■ **Work request**
Copy out each line below that has the word "cmel" in it.

■ **Data to examine**
···

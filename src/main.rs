//! CLI driver: run a `.cmel` file or start a line REPL, mapping
//! `InterpretResult` onto the documented process exit codes. A thin shell
//! around `Vm::interpret` — all real behavior lives in the library crate.

use std::io::Write;
use std::process::ExitCode;

use cmel::vm::{InterpretResult, Vm};

const EXIT_OK: u8 = 0;
const EXIT_COMPILE_ERROR: u8 = 65;
const EXIT_RUNTIME_ERROR: u8 = 70;

fn main() -> ExitCode {
    tracing_subscriber::fmt()
        .with_env_filter(tracing_subscriber::EnvFilter::try_from_default_env().unwrap_or_else(|_| tracing_subscriber::EnvFilter::new("info")))
        .with_target(false)
        .init();

    let args: Vec<String> = std::env::args().collect();
    let code = match args.as_slice() {
        [_] => run_repl(),
        [_, path] => run_file(path),
        [program, ..] => {
            eprintln!("Usage: {} [path]", program);
            64
        }
    };
    ExitCode::from(code)
}

fn run_file(path: &str) -> u8 {
    let source = match std::fs::read_to_string(path) {
        Ok(source) => source,
        Err(err) => {
            eprintln!("Could not open file \"{path}\": {err}");
            return EXIT_RUNTIME_ERROR;
        }
    };
    let mut vm = Vm::new();
    match vm.interpret(&source) {
        InterpretResult::Ok => EXIT_OK,
        InterpretResult::CompileError => EXIT_COMPILE_ERROR,
        InterpretResult::RuntimeError => EXIT_RUNTIME_ERROR,
    }
}

/// A line-at-a-time REPL: each line runs in the same `Vm`, so globals and
/// classes defined on one line stay visible on the next. A failed line never
/// exits the process — that's reserved for EOF (Ctrl-D) or an explicit
/// `exit()`-style script.
fn run_repl() -> u8 {
    let mut vm = Vm::new();
    let mut line = String::new();
    loop {
        print!("> ");
        if std::io::stdout().flush().is_err() {
            return EXIT_OK;
        }
        line.clear();
        match std::io::stdin().read_line(&mut line) {
            Ok(0) => {
                println!();
                return EXIT_OK;
            }
            Ok(_) => {
                vm.interpret(&line);
            }
            Err(err) => {
                eprintln!("Error reading line: {err}");
                return EXIT_RUNTIME_ERROR;
            }
        }
    }
}
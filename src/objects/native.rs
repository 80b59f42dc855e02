use crate::object::{Obj, ObjType};
use crate::objects::string::ObjString;
use crate::value::Value;
use crate::vm::Vm;

/// Natives take their already-evaluated arguments as a borrowed slice rather
/// than a raw stack pointer + count. Copying the handful of call-site values
/// out before invoking avoids aliasing a `&mut Vm` against a slice into the
/// VM's own stack.
pub type NativeFn = fn(&mut Vm, &[Value]) -> Result<Value, String>;

#[repr(C)]
pub struct ObjNative {
    pub obj: Obj,
    pub name: *mut ObjString,
    pub arity: i32,
    pub function: NativeFn,
}

impl ObjNative {
    /// `arity < 0` marks a variadic native (e.g. a `List.map` callback
    /// arity isn't checked here at all — only the call-site arity the
    /// compiler already verified matters).
    pub fn new(name: *mut ObjString, arity: i32, function: NativeFn) -> ObjNative {
        ObjNative { obj: Obj::header(ObjType::Native), name, arity, function }
    }
}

···

■ **Response**
//! CLI driver: run a `.cmel` file or start a line REPL, mapping
use cmel::vm::{InterpretResult, Vm};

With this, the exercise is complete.